Scan the material for the word "longitude", and copy each line where it shows up.
=== Section Start ===
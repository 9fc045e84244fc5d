use async_trait::async_trait;
use sqlx::SqlitePool;
use std::sync::Arc;
use tracing::info;

use super::MatchBackend;
use crate::database::{match_repo, profile_repo, project_repo, swipe_repo};
use crate::error::BackendError;
use crate::models::{Project, Role, SwipeRecord, TargetKind, UserProfile};
use crate::services::geo::{bounding_box, haversine_km, sort_by_distance};

/// Local store: bounding-box prefilter in SQL, exact radius in Rust.
#[derive(Clone)]
pub struct SqliteBackend {
    pool: SqlitePool,
}

impl SqliteBackend {
    pub fn new(pool: SqlitePool) -> Self {
        Self { pool }
    }
}

#[async_trait]
impl MatchBackend for SqliteBackend {
    fn with_access_token(self: Arc<Self>, _access_token: &str) -> Arc<dyn MatchBackend> {
        self
    }

    async fn search_projects_by_location(
        &self,
        center_lat: f64,
        center_lon: f64,
        radius_km: f64,
    ) -> Result<Vec<Project>, BackendError> {
        let bbox = bounding_box(center_lat, center_lon, radius_km);
        let rows = project_repo::load_projects_in_bbox(&self.pool, bbox).await?;

        let mut projects = Vec::new();
        for row in rows {
            let mut project = Project::from(row);
            let (Some(lat), Some(lon)) = (project.latitude, project.longitude) else {
                continue;
            };
            let dist = haversine_km(center_lat, center_lon, lat, lon);
            if dist > radius_km {
                continue;
            }
            project.distance_km = Some(dist);
            projects.push(project);
        }

        sort_by_distance(&mut projects, |p| p.distance_km);
        Ok(projects)
    }

    async fn search_profiles_by_location(
        &self,
        center_lat: f64,
        center_lon: f64,
        radius_km: f64,
        role: Option<Role>,
    ) -> Result<Vec<UserProfile>, BackendError> {
        let bbox = bounding_box(center_lat, center_lon, radius_km);
        let rows =
            profile_repo::load_profiles_in_bbox(&self.pool, bbox, role.map(Role::as_str)).await?;

        let mut profiles = Vec::new();
        for row in rows {
            let mut profile = UserProfile::from(row);
            let (Some(lat), Some(lon)) = (profile.latitude, profile.longitude) else {
                continue;
            };
            let dist = haversine_km(center_lat, center_lon, lat, lon);
            if dist > radius_km {
                continue;
            }
            profile.distance_km = Some(dist);
            profiles.push(profile);
        }

        sort_by_distance(&mut profiles, |p| p.distance_km);
        Ok(profiles)
    }

    async fn resolve_actor_profile_id(
        &self,
        auth_user_id: &str,
    ) -> Result<Option<String>, BackendError> {
        Ok(profile_repo::load_profile_id_for_user(&self.pool, auth_user_id).await?)
    }

    async fn insert_pending_match(
        &self,
        actor_profile_id: &str,
        target_id: &str,
        target_kind: TargetKind,
    ) -> Result<(), BackendError> {
        let id = uuid::Uuid::new_v4().to_string();
        let created_at = chrono::Utc::now().to_rfc3339();
        match_repo::insert_pending_match(
            &self.pool,
            match_repo::NewPendingMatch {
                id: &id,
                actor_profile_id,
                target_id,
                target_kind,
                created_at: &created_at,
            },
        )
        .await?;

        if match_repo::reconcile_match(&self.pool, actor_profile_id, target_id, target_kind).await?
        {
            info!(actor = %actor_profile_id, target = %target_id, "💞 mutual interest, match made");
        }
        Ok(())
    }

    async fn insert_swipe(&self, record: &SwipeRecord) -> Result<(), BackendError> {
        Ok(swipe_repo::insert_swipe(&self.pool, record).await?)
    }

    async fn profile_display_name(&self, user_id: &str) -> Result<Option<String>, BackendError> {
        Ok(profile_repo::load_display_name(&self.pool, user_id).await?)
    }
}
pub mod appointments;
pub mod auth;
pub mod calls;
pub mod favorites;
pub mod location;
pub mod matches;
pub mod realtime;
pub mod subscription;
pub mod swipe;
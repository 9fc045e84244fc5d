use sqlx::SqlitePool;
use tracing::info;

use crate::database::subscription_repo;
use crate::error::AppError;
use crate::models::Plan;

pub async fn load_plan(pool: &SqlitePool, user_id: &str) -> Result<Plan, AppError> {
    let plan = subscription_repo::load_plan(pool, user_id)
        .await?
        .and_then(|p| Plan::parse(&p))
        .unwrap_or_default();
    Ok(plan)
}

pub async fn change_plan(pool: &SqlitePool, user_id: &str, plan: &str) -> Result<Plan, AppError> {
    let plan = Plan::parse(plan)
        .ok_or_else(|| AppError::BadRequest(format!("unknown plan '{}'", plan.trim())))?;
    subscription_repo::upsert_plan(pool, user_id, plan.as_str()).await?;
    info!(user = %user_id, plan = plan.as_str(), "subscription_changed");
    Ok(plan)
}
use sqlx::SqlitePool;

use crate::models::FavoriteRow;

const SQL_INSERT_FAVORITE: &str = r#"
INSERT INTO favorites (user_id, project_id)
VALUES (?1, ?2)
ON CONFLICT (user_id, project_id) DO NOTHING
"#;

const SQL_DELETE_FAVORITE: &str = r#"
DELETE FROM favorites
WHERE user_id = ?1 AND project_id = ?2
"#;

const SQL_LIST_FAVORITES: &str = r#"
SELECT f.project_id, p.title, f.created_at
FROM favorites f
LEFT JOIN projects p ON p.id = f.project_id
WHERE f.user_id = ?1
ORDER BY f.created_at DESC
"#;

pub async fn insert_favorite(pool: &SqlitePool, user_id: &str, project_id: &str) -> sqlx::Result<()> {
    sqlx::query(SQL_INSERT_FAVORITE)
        .bind(user_id)
        .bind(project_id)
        .execute(pool)
        .await?;
    Ok(())
}

pub async fn delete_favorite(pool: &SqlitePool, user_id: &str, project_id: &str) -> sqlx::Result<u64> {
    let result = sqlx::query(SQL_DELETE_FAVORITE)
        .bind(user_id)
        .bind(project_id)
        .execute(pool)
        .await?;
    Ok(result.rows_affected())
}

pub async fn list_favorites(pool: &SqlitePool, user_id: &str) -> sqlx::Result<Vec<FavoriteRow>> {
    sqlx::query_as::<_, FavoriteRow>(SQL_LIST_FAVORITES)
        .bind(user_id)
        .fetch_all(pool)
        .await
}
//! Bridge between the swipe deck and the role-specific backend queries.

use async_trait::async_trait;
use std::future::Future;
use std::sync::Arc;
use tracing::{info, warn};

use crate::backend::MatchBackend;
use crate::error::BackendError;
use crate::models::{Candidate, GeoPoint, Role, SwipeDirection, SwipeRecord, TargetKind};
use crate::services::swipe_filters::SwipeFilters;
use crate::services::{investor_swipe_service, owner_swipe_service, seeker_swipe_service};

#[async_trait]
pub trait SwipeLogic: Send + Sync {
    fn role(&self) -> Role;

    async fn fetch(&self, center_lat: f64, center_lon: f64, radius_km: f64) -> Vec<Candidate>;

    fn filter(&self, items: Vec<Candidate>, filters: &SwipeFilters) -> Vec<Candidate>;

    async fn handle_swipe(
        &self,
        auth_user_id: &str,
        item_id: &str,
        direction: SwipeDirection,
    ) -> Result<(), BackendError>;
}

pub fn logic_for_role(role: Role, backend: Arc<dyn MatchBackend>) -> Arc<dyn SwipeLogic> {
    match role {
        Role::Owner => Arc::new(owner_swipe_service::OwnerSwipeLogic::new(backend)),
        Role::Seeker => Arc::new(seeker_swipe_service::SeekerSwipeLogic::new(backend)),
        Role::Investor => Arc::new(investor_swipe_service::InvestorSwipeLogic::new(backend)),
    }
}

pub async fn fetch_fail_soft<T, F, Fut>(
    what: &str,
    center_lat: f64,
    center_lon: f64,
    radius_km: f64,
    query: F,
) -> Vec<T>
where
    F: FnOnce() -> Fut,
    Fut: Future<Output = Result<Vec<T>, BackendError>>,
{
    let center = GeoPoint {
        latitude: center_lat,
        longitude: center_lon,
    };
    if !center.is_valid() || !radius_km.is_finite() || radius_km <= 0.0 {
        warn!(
            center_lat,
            center_lon, radius_km, "📍 Skipping {} fetch: invalid search area", what
        );
        return Vec::new();
    }

    match query().await {
        Ok(items) => items,
        Err(e) => {
            warn!(error = %e, "📍 Fetching {} failed, showing empty deck", what);
            Vec::new()
        }
    }
}

/// Resolves the acting profile, writes the pending-match half on a right
/// swipe, then appends the history record. The two writes are not atomic;
/// a history failure after the match write comes back as
/// `BackendError::HistoryAfterMatch`.
pub async fn record_swipe(
    backend: &dyn MatchBackend,
    auth_user_id: &str,
    target_id: &str,
    target_kind: TargetKind,
    direction: SwipeDirection,
) -> Result<(), BackendError> {
    let result: Result<(), BackendError> = async {
        let actor = backend
            .resolve_actor_profile_id(auth_user_id)
            .await?
            .ok_or(BackendError::ProfileMissing)?;

        let match_written = direction == SwipeDirection::Right;
        if match_written {
            backend
                .insert_pending_match(&actor, target_id, target_kind)
                .await?;
        }

        let record = SwipeRecord::new(&actor, target_id, target_kind, direction);
        match backend.insert_swipe(&record).await {
            Err(e) if match_written => Err(BackendError::HistoryAfterMatch(Box::new(e))),
            other => other,
        }
    }
    .await;

    match &result {
        Ok(()) => info!(
            user = %auth_user_id,
            target = %target_id,
            direction = direction.as_str(),
            "swipe_recorded"
        ),
        Err(e) => warn!(
            user = %auth_user_id,
            target = %target_id,
            direction = direction.as_str(),
            error = %e,
            "swipe_record_failed"
        ),
    }
    result
}
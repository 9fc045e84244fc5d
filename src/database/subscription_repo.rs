use sqlx::SqlitePool;

const SQL_LOAD_PLAN: &str = r#"
SELECT plan
FROM subscriptions
WHERE user_id = ?1
"#;

const SQL_UPSERT_PLAN: &str = r#"
INSERT INTO subscriptions (user_id, plan, updated_at)
VALUES (?1, ?2, datetime('now'))
ON CONFLICT (user_id) DO UPDATE SET
    plan = excluded.plan,
    updated_at = excluded.updated_at
"#;

pub async fn load_plan(pool: &SqlitePool, user_id: &str) -> sqlx::Result<Option<String>> {
    let row: Option<(String,)> = sqlx::query_as(SQL_LOAD_PLAN)
        .bind(user_id)
        .fetch_optional(pool)
        .await?;
    Ok(row.map(|r| r.0))
}

pub async fn upsert_plan(pool: &SqlitePool, user_id: &str, plan: &str) -> sqlx::Result<()> {
    sqlx::query(SQL_UPSERT_PLAN)
        .bind(user_id)
        .bind(plan)
        .execute(pool)
        .await?;
    Ok(())
}
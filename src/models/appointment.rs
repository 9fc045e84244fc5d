use serde::Serialize;

#[derive(Debug, Clone, Serialize, sqlx::FromRow)]
pub struct AppointmentRow {
    pub id: String,
    pub organizer_user_id: String,
    pub participant_user_id: String,
    pub title: String,
    pub starts_at: String,
    pub ends_at: String,
    pub status: String,
}
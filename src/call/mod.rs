//! Peer-to-peer call engine. Media capture and the peer connection sit
//! behind traits so the negotiation logic runs the same against a browser
//! bridge, a native stack or the fakes used in tests.

#[cfg(test)]
pub mod fakes;
pub mod incoming;
pub mod media;
pub mod peer;
pub mod session;
pub mod signaling;

pub use incoming::{IncomingCall, IncomingCallListener, UNKNOWN_CALLER};
pub use media::{MediaConstraints, MediaDevices, MediaStream, MediaTrack, TrackKind, TrackState};
pub use peer::{
    IceCandidate, IceServer, PeerConnection, PeerConnectionFactory, PeerConnectionState,
    PeerEvent, RtcConfiguration, SdpType, SessionDescription,
};
pub use session::{CallDeps, CallRole, CallSession, CallState};
pub use signaling::{RelaySignaling, SignalingChannel};

#[derive(Debug, Clone, PartialEq, Eq, thiserror::Error)]
pub enum CallError {
    #[error("camera or microphone unavailable: {0}")]
    MediaAccess(String),
    #[error("connection lost: {0}")]
    Connection(String),
    #[error("signaling failed: {0}")]
    Signaling(String),
    #[error("negotiation failed: {0}")]
    Negotiation(String),
    #[error("not allowed while {0}")]
    InvalidState(&'static str),
}
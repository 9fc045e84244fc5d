use sqlx::SqlitePool;

pub const SQL_INIT_SCHEMA: &str = include_str!("../../migrations/0001_init.sql");

pub async fn ensure_schema(pool: &SqlitePool) -> sqlx::Result<()> {
    sqlx::raw_sql(SQL_INIT_SCHEMA).execute(pool).await?;
    Ok(())
}

#[cfg(test)]
pub mod test_support {
    use sqlx::sqlite::SqlitePoolOptions;
    use sqlx::SqlitePool;

    use super::ensure_schema;

    // One connection, otherwise every connection gets its own in-memory database.
    pub async fn memory_pool() -> SqlitePool {
        let pool = SqlitePoolOptions::new()
            .max_connections(1)
            .connect("sqlite::memory:")
            .await
            .expect("in-memory sqlite");
        ensure_schema(&pool).await.expect("schema");
        pool
    }

    pub async fn insert_profile(
        pool: &SqlitePool,
        id: &str,
        user_id: &str,
        role: &str,
        full_name: &str,
        coords: Option<(f64, f64)>,
    ) {
        sqlx::query(
            "INSERT INTO profiles (id, user_id, full_name, role, skills, latitude, longitude)
             VALUES (?1, ?2, ?3, ?4, '[\"rust\",\"postgres\"]', ?5, ?6)",
        )
        .bind(id)
        .bind(user_id)
        .bind(full_name)
        .bind(role)
        .bind(coords.map(|c| c.0))
        .bind(coords.map(|c| c.1))
        .execute(pool)
        .await
        .expect("insert profile");
    }

    pub async fn insert_project(
        pool: &SqlitePool,
        id: &str,
        owner_profile_id: &str,
        title: &str,
        coords: Option<(f64, f64)>,
    ) {
        sqlx::query(
            "INSERT INTO projects (id, owner_profile_id, title, category, required_skills, city, latitude, longitude)
             VALUES (?1, ?2, ?3, 'fintech', '[\"Rust\",\"React\"]', 'Paris', ?4, ?5)",
        )
        .bind(id)
        .bind(owner_profile_id)
        .bind(title)
        .bind(coords.map(|c| c.0))
        .bind(coords.map(|c| c.1))
        .execute(pool)
        .await
        .expect("insert project");
    }
}
use serde::Serialize;
use sqlx::SqlitePool;

use crate::database::quota_repo;
use crate::error::AppError;
use crate::models::QuotaKind;
use crate::services::subscription_service;

/// One unit taken from a daily counter. `day` is the counter it came from,
/// `None` on an unlimited plan.
#[derive(Debug, Clone, PartialEq, Eq, Serialize)]
pub struct Grant {
    pub kind: QuotaKind,
    pub day: Option<String>,
    pub remaining: Option<u32>,
}

#[derive(Debug, Clone, PartialEq, Eq, Serialize)]
pub enum Reservation {
    Granted(Grant),
    Exhausted,
}

/// Daily per-plan counters. Reservation is a single conditional UPDATE, so
/// concurrent requests cannot push usage past the limit.
#[derive(Clone)]
pub struct QuotaService {
    pool: SqlitePool,
}

impl QuotaService {
    pub fn new(pool: SqlitePool) -> Self {
        Self { pool }
    }

    fn today() -> String {
        chrono::Utc::now().date_naive().to_string()
    }

    pub async fn reserve(&self, user_id: &str, kind: QuotaKind) -> Result<Reservation, AppError> {
        self.reserve_on(user_id, kind, &Self::today()).await
    }

    pub(crate) async fn reserve_on(
        &self,
        user_id: &str,
        kind: QuotaKind,
        day: &str,
    ) -> Result<Reservation, AppError> {
        let plan = subscription_service::load_plan(&self.pool, user_id).await?;
        let Some(limit) = plan.daily_limit(kind) else {
            return Ok(Reservation::Granted(Grant {
                kind,
                day: None,
                remaining: None,
            }));
        };

        if !quota_repo::try_reserve(&self.pool, user_id, day, kind.as_str(), limit).await? {
            return Ok(Reservation::Exhausted);
        }
        let used = quota_repo::load_used(&self.pool, user_id, day, kind.as_str()).await?;
        Ok(Reservation::Granted(Grant {
            kind,
            day: Some(day.to_string()),
            remaining: Some(remaining(limit, used)),
        }))
    }

    pub async fn release(&self, user_id: &str, grant: &Grant) -> Result<(), AppError> {
        let Some(day) = grant.day.as_deref() else {
            return Ok(());
        };
        quota_repo::release(&self.pool, user_id, day, grant.kind.as_str()).await?;
        Ok(())
    }

    pub async fn remaining(&self, user_id: &str, kind: QuotaKind) -> Result<Option<u32>, AppError> {
        self.remaining_on(user_id, kind, &Self::today()).await
    }

    async fn remaining_on(
        &self,
        user_id: &str,
        kind: QuotaKind,
        day: &str,
    ) -> Result<Option<u32>, AppError> {
        let plan = subscription_service::load_plan(&self.pool, user_id).await?;
        let Some(limit) = plan.daily_limit(kind) else {
            return Ok(None);
        };
        let used = quota_repo::load_used(&self.pool, user_id, day, kind.as_str()).await?;
        Ok(Some(remaining(limit, used)))
    }
}

fn remaining(limit: u32, used: i64) -> u32 {
    u32::try_from(used)
        .map(|used| limit.saturating_sub(used))
        .unwrap_or(0)
}
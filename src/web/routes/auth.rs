use axum::{
    extract::State,
    http::{header, StatusCode},
    response::{IntoResponse, Response},
    Extension, Json,
};
use cookie::Cookie;
use serde::Deserialize;
use serde_json::json;
use tracing::info;

use crate::database::profile_repo;
use crate::error::AppError;
use crate::services::subscription_service;
use crate::web::middleware::auth::AuthenticatedUser;
use crate::web::AppState;

#[derive(Deserialize)]
pub struct LoginBody {
    email: String,
    password: String,
}

#[derive(Deserialize)]
pub struct RecoverBody {
    email: String,
}

fn session_cookie(name: &str, value: String) -> Cookie<'static> {
    let mut cookie = Cookie::new(name.to_string(), value);
    cookie.set_path("/");
    cookie.set_http_only(true);
    cookie.set_same_site(cookie::SameSite::Lax);
    cookie
}

fn with_cookies(mut response: Response, cookies: [Cookie<'static>; 2]) -> Response {
    for cookie in cookies {
        if let Ok(value) = cookie.to_string().parse() {
            response.headers_mut().append(header::SET_COOKIE, value);
        }
    }
    response
}

pub async fn login_handler(
    State(state): State<AppState>,
    Json(body): Json<LoginBody>,
) -> Result<Response, AppError> {
    let tokens = state.auth.sign_in(&body.email, &body.password).await?;
    info!("🔐 Login succeeded for {}", body.email.trim());

    let response = Json(json!({ "ok": true, "expires_in": tokens.expires_in })).into_response();
    Ok(with_cookies(
        response,
        [
            session_cookie("access_token", tokens.access_token),
            session_cookie("refresh_token", tokens.refresh_token),
        ],
    ))
}

pub async fn recover_handler(
    State(state): State<AppState>,
    Json(body): Json<RecoverBody>,
) -> Result<Response, AppError> {
    state.auth.recover(&body.email).await?;
    Ok((StatusCode::ACCEPTED, Json(json!({ "ok": true }))).into_response())
}

pub async fn logout_handler() -> Response {
    let expired = |name: &str| {
        let mut cookie = session_cookie(name, String::new());
        cookie.make_removal();
        cookie
    };
    with_cookies(
        Json(json!({ "ok": true })).into_response(),
        [expired("access_token"), expired("refresh_token")],
    )
}

pub async fn session_handler(
    State(state): State<AppState>,
    Extension(user): Extension<AuthenticatedUser>,
) -> Result<Json<serde_json::Value>, AppError> {
    let profile_id = profile_repo::load_profile_id_for_user(&state.pool, &user.id).await?;
    let plan = subscription_service::load_plan(&state.pool, &user.id).await?;
    Ok(Json(json!({
        "user_id": user.id,
        "profile_id": profile_id,
        "plan": plan,
    })))
}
=== Section End ===
[Solution for this exercise]
            let (Some(lat), Some(lon)) = (project.latitude, project.longitude) else {
            let (Some(lat), Some(lon)) = (profile.latitude, profile.longitude) else {
        longitude: center_lon,
            "INSERT INTO profiles (id, user_id, full_name, role, skills, latitude, longitude)
            "INSERT INTO projects (id, owner_profile_id, title, category, required_skills, city, latitude, longitude)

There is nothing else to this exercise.